- Provided data:
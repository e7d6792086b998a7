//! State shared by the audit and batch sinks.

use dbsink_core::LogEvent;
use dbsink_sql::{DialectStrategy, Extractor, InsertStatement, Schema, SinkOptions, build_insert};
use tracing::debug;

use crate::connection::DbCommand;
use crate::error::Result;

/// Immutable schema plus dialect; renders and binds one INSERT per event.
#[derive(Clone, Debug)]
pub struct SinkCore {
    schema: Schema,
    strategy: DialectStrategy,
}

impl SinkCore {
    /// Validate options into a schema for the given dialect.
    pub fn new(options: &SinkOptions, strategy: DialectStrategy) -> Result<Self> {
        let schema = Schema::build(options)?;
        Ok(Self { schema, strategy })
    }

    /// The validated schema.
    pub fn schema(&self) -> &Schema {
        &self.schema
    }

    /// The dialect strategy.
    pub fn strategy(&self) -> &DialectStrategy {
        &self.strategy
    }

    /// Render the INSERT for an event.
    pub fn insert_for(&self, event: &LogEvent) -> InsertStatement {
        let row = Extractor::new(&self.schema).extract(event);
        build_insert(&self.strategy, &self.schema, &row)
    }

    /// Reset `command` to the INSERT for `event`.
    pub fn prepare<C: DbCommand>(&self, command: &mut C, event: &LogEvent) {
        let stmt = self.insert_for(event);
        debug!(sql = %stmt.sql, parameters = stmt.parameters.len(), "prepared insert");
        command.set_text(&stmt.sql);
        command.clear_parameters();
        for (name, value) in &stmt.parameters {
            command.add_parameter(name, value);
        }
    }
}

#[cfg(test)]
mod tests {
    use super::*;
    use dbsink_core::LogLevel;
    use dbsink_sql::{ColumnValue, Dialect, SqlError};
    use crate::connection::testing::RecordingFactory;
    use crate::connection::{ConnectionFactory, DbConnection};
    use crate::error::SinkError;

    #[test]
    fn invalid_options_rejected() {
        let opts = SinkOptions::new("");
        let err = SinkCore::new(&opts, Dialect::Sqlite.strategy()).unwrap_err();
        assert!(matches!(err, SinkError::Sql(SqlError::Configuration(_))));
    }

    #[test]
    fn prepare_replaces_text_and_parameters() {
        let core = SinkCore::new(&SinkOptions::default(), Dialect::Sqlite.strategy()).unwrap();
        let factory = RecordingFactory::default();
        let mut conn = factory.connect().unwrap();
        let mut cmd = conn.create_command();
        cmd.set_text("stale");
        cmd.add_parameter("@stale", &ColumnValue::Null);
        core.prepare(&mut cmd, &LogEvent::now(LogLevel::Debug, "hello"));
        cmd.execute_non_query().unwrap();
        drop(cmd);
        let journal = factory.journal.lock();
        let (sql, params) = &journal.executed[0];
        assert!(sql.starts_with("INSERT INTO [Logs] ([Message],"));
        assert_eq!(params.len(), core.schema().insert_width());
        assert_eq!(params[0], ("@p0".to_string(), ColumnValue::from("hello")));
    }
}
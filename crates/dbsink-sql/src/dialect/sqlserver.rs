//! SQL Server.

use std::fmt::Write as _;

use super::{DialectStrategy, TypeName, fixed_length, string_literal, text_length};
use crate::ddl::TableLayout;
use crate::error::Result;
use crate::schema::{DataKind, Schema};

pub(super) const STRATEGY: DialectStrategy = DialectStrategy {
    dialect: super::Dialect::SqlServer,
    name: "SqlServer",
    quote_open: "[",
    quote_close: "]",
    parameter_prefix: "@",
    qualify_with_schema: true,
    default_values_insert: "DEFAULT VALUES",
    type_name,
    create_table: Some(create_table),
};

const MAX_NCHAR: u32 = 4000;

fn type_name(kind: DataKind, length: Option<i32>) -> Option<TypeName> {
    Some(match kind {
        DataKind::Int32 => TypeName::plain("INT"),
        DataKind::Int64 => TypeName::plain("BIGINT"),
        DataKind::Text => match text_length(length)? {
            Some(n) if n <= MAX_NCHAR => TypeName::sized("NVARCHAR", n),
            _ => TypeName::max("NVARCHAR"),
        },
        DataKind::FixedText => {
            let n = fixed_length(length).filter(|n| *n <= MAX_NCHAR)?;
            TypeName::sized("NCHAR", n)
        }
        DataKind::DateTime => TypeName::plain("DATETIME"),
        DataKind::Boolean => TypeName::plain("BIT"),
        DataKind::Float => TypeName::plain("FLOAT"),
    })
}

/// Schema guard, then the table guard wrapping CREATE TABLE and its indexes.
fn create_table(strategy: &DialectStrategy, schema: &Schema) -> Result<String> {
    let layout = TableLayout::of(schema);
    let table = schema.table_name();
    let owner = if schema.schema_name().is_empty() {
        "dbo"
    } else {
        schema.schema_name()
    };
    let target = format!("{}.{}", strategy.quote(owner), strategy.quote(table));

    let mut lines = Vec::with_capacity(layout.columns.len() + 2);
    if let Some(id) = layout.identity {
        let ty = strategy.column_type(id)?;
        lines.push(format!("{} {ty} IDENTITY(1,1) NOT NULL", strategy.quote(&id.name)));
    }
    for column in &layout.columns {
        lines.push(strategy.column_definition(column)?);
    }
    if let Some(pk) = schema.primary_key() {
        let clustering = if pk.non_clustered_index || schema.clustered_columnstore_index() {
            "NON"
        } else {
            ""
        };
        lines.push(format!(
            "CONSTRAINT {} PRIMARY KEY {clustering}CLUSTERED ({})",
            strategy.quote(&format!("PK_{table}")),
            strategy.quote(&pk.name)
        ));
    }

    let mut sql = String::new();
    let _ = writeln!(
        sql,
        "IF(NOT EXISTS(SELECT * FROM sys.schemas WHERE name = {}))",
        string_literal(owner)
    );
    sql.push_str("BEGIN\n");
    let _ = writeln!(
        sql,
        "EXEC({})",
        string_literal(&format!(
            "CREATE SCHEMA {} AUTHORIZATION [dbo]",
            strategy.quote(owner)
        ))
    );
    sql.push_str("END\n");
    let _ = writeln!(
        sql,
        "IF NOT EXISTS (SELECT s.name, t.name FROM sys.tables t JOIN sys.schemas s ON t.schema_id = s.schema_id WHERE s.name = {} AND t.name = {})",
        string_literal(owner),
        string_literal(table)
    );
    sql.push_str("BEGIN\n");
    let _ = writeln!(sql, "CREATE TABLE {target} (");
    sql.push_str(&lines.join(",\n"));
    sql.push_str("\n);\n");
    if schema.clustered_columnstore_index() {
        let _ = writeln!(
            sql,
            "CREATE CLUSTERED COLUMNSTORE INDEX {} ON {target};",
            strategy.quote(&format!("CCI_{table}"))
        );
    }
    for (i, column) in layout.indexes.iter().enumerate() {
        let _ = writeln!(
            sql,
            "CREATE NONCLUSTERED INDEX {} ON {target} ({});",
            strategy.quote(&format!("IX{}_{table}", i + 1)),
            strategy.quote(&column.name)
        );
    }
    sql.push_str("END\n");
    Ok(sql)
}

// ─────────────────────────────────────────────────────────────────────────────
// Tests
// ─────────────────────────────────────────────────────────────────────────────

- What this task involves:
Look through the preceding entries for the word "Sqlite". Report how many lines hold it, and only that number.

- Answer box:
2